BovineTalk2.0

Machine learning and IoT based approaches for monitoring dairy cattle health and welfare using bioacoustic data

The BovineTalk2.0 project seeks to refine and validate a novel, non-invasive methodology for assessing the welfare and health of dairy cows using vocal indicators. Building on preliminary results (BovineTalk project, code PN-III-P1-1.1-TE-2021-0027, implementation 2022-2024) that demonstrated the ability to record and classify cattle vocalizations with high accuracy, we aim to transition this research to a higher Technology Readiness Level (from TLR 2 to TLR 4 at the end of the project) by collaborating with industry partners specialized in precision agriculture.
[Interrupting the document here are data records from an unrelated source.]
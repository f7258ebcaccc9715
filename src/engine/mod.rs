//! IO engine abstraction
//!
//! The engine performs the actual data transfer for one request. The worker
//! loop is agnostic to the transfer mechanism: the production engine issues
//! blocking positioned syscalls ([`sync::SyncEngine`]), while tests can
//! substitute an in-memory engine ([`mock::MockEngine`]) to exercise the
//! request loop without touching storage.
//!
//! # Error Handling
//!
//! Any engine error invalidates the benchmark: the worker aborts its run
//! and the coordinator fails the whole process. Engines therefore report
//! errors with full context (fd, offset, length) and never retry beyond
//! completing a partial transfer.

use crate::Result;
use std::os::unix::io::RawFd;

/// Direction of a single IO request
#[derive(Debug, Clone, Copy, PartialEq, Eq, Hash)]
pub enum OperationType {
    /// Read one page from the target into the buffer
    Read,
    /// Write one page from the buffer to the target
    Write,
}

impl OperationType {
    /// Single-letter tag used in trace lines
    pub fn tag(&self) -> &'static str {
        match self {
            OperationType::Read => "r",
            OperationType::Write => "w",
        }
    }
}

impl std::fmt::Display for OperationType {
    fn fmt(&self, f: &mut std::fmt::Formatter<'_>) -> std::fmt::Result {
        match self {
            OperationType::Read => write!(f, "read"),
            OperationType::Write => write!(f, "write"),
        }
    }
}

/// IO engine trait
///
/// Each worker owns its own engine instance, so implementations must be
/// `Send` but not `Sync`. Both methods block until the transfer completes
/// and return the number of bytes moved.
pub trait IOEngine: Send {
    /// Read `buffer.len()` bytes from `fd` at `offset`
    ///
    /// May return fewer bytes than requested when the read crosses end of
    /// file; that is not an error for a benchmark target.
    fn read_at(&mut self, fd: RawFd, buffer: &mut [u8], offset: u64) -> Result<usize>;

    /// Write `buffer.len()` bytes to `fd` at `offset`
    fn write_at(&mut self, fd: RawFd, buffer: &[u8], offset: u64) -> Result<usize>;
}

pub mod mock;
pub mod sync;
//! Static configuration for one game instance.
//!
//! Everything here is fixed once the page has booted; a different board or tick
//! rate means a fresh page load. With the `serde` feature every struct can be
//! deserialized and missing fields fall back to [`Default`].

use crate::error::{GameError, Result};

/// Square board dimensions.
#[derive(Clone, Copy, Debug, PartialEq, Eq)]
#[cfg_attr(feature = "serde", derive(serde::Deserialize))]
#[cfg_attr(feature = "serde", serde(default))]
pub struct BoardConfig {
    pub width: u32,
    pub cell_size_px: u32,
}

impl BoardConfig {
    pub fn new(width: u32, cell_size_px: u32) -> Self {
        Self { width, cell_size_px }
    }

    pub fn cell_count(&self) -> usize {
        self.width as usize * self.width as usize
    }

    /// Canvas edge length in pixels (the canvas is square).
    pub fn canvas_px(&self) -> u32 {
        self.width * self.cell_size_px
    }
}

impl Default for BoardConfig {
    fn default() -> Self {
        Self { width: 5, cell_size_px: 20 }
    }
}

/// Text shown on the start / restart control.
#[derive(Clone, Debug, PartialEq, Eq)]
#[cfg_attr(feature = "serde", derive(serde::Deserialize))]
#[cfg_attr(feature = "serde", serde(default))]
pub struct Labels {
    pub start: String,
    pub in_progress: String,
    pub play_again: String,
}

impl Default for Labels {
    fn default() -> Self {
        Self {
            start: "Start".to_string(),
            in_progress: "Playing...".to_string(),
            play_again: "Play again?".to_string(),
        }
    }
}

/// An opaque RGB colour. Parsed from `#rrggbb` in configs.
#[derive(Clone, Copy, Debug, PartialEq, Eq)]
pub struct Rgb(pub u8, pub u8, pub u8);

impl Rgb {
    pub const BLACK: Rgb = Rgb(0, 0, 0);

    pub fn parse_hex(s: &str) -> Result<Self> {
        let hex = s
            .strip_prefix('#')
            .filter(|h| h.len() == 6 && h.is_ascii())
            .ok_or_else(|| GameError::InvalidConfig(format!("colour `{}` is not #rrggbb", s)))?;
        let channel = |i: usize| {
            u8::from_str_radix(&hex[i..i + 2], 16)
                .map_err(|_| GameError::InvalidConfig(format!("colour `{}` is not #rrggbb", s)))
        };
        Ok(Rgb(channel(0)?, channel(2)?, channel(4)?))
    }

    pub fn to_css(self) -> String {
        format!("#{:02x}{:02x}{:02x}", self.0, self.1, self.2)
    }

    /// Packed `0xRRGGBBAA`, fully opaque.
    pub fn to_rgba(self) -> u32 {
        u32::from_be_bytes([self.0, self.1, self.2, 0xff])
    }
}

#[cfg(feature = "serde")]
impl<'de> serde::Deserialize<'de> for Rgb {
    fn deserialize<D: serde::Deserializer<'de>>(de: D) -> std::result::Result<Self, D::Error> {
        let s = String::deserialize(de)?;
        Rgb::parse_hex(&s).map_err(serde::de::Error::custom)
    }
}

#[derive(Clone, Copy, Debug, PartialEq, Eq)]
#[cfg_attr(feature = "serde", derive(serde::Deserialize))]
#[cfg_attr(feature = "serde", serde(default))]
pub struct Palette {
    pub grid: Rgb,
    pub head: Rgb,
    pub body: Rgb,
    pub reward: Rgb,
}

impl Default for Palette {
    fn default() -> Self {
        Self {
            grid: Rgb::BLACK,
            head: Rgb(0x78, 0x78, 0x78),
            body: Rgb::BLACK,
            reward: Rgb(0xff, 0x00, 0x00),
        }
    }
}

/// DOM element ids the bootstrap looks up (or creates).
#[derive(Clone, Debug, PartialEq, Eq)]
#[cfg_attr(feature = "serde", derive(serde::Deserialize))]
#[cfg_attr(feature = "serde", serde(default))]
pub struct ElementIds {
    pub canvas: String,
    pub status: String,
    pub control: String,
}

impl Default for ElementIds {
    fn default() -> Self {
        Self {
            canvas: "snake-world".to_string(),
            status: "game-status".to_string(),
            control: "game-control-btn".to_string(),
        }
    }
}

#[derive(Clone, Debug, PartialEq)]
#[cfg_attr(feature = "serde", derive(serde::Deserialize))]
#[cfg_attr(feature = "serde", serde(default))]
pub struct GameConfig {
    pub board: BoardConfig,
    pub fps: f64,
    pub elements: ElementIds,
    pub labels: Labels,
    pub palette: Palette,
}

impl Default for GameConfig {
    fn default() -> Self {
        Self {
            board: BoardConfig::default(),
            fps: 6.0,
            elements: ElementIds::default(),
            labels: Labels::default(),
            palette: Palette::default(),
        }
    }
}

impl GameConfig {
    pub fn validate(&self) -> Result<()> {
        if self.board.width == 0 {
            return Err(GameError::InvalidConfig("board width must be positive".into()));
        }
        if self.board.cell_size_px == 0 {
            return Err(GameError::InvalidConfig("cell size must be positive".into()));
        }
        let w = self.board.width;
        if w.checked_mul(w).is_none() || w.checked_mul(self.board.cell_size_px).is_none() {
            return Err(GameError::InvalidConfig(format!(
                "board of width {} with {}px cells is too large",
                w, self.board.cell_size_px
            )));
        }
        if !self.fps.is_finite() || self.fps <= 0.0 {
            return Err(GameError::InvalidConfig(format!(
                "fps must be a positive number, got {}",
                self.fps
            )));
        }
        Ok(())
    }

    /// Delay between ticks, constant for the session.
    pub fn delay_ms(&self) -> f64 {
        1000.0 / self.fps
    }

    #[cfg(feature = "serde_json")]
    pub fn from_json(json: &str) -> Result<Self> {
        let config: GameConfig =
            serde_json::from_str(json).map_err(|e| GameError::InvalidConfig(e.to_string()))?;
        config.validate()?;
        Ok(config)
    }
}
This will involve developing a prototype platform for real-time, on-farm monitoring, involving a custom built wearable device for audio recording, enhanced machine learning models and a prototype user interface to assist farm veterinarians in assessing animal welfare. The overarching objective of our work is to improve the welfare and health of dairy cows, which, as seen in the One Health concept, is intrinsically linked to better health for all of us. For example, improved welfare can lead to better herd health, reducing the need for the use of antimicrobials and thus reducing inputs of chemical synthesis in the bioeconomy. Moreover, stress-free animals often have better feed conversion ratios and milk yields, enhancing farm productivity and efficiency. This aligns with climate-resilient practices by ensuring that agriculture systems can adapt to and recover from adverse conditions while minimizing environmental impact.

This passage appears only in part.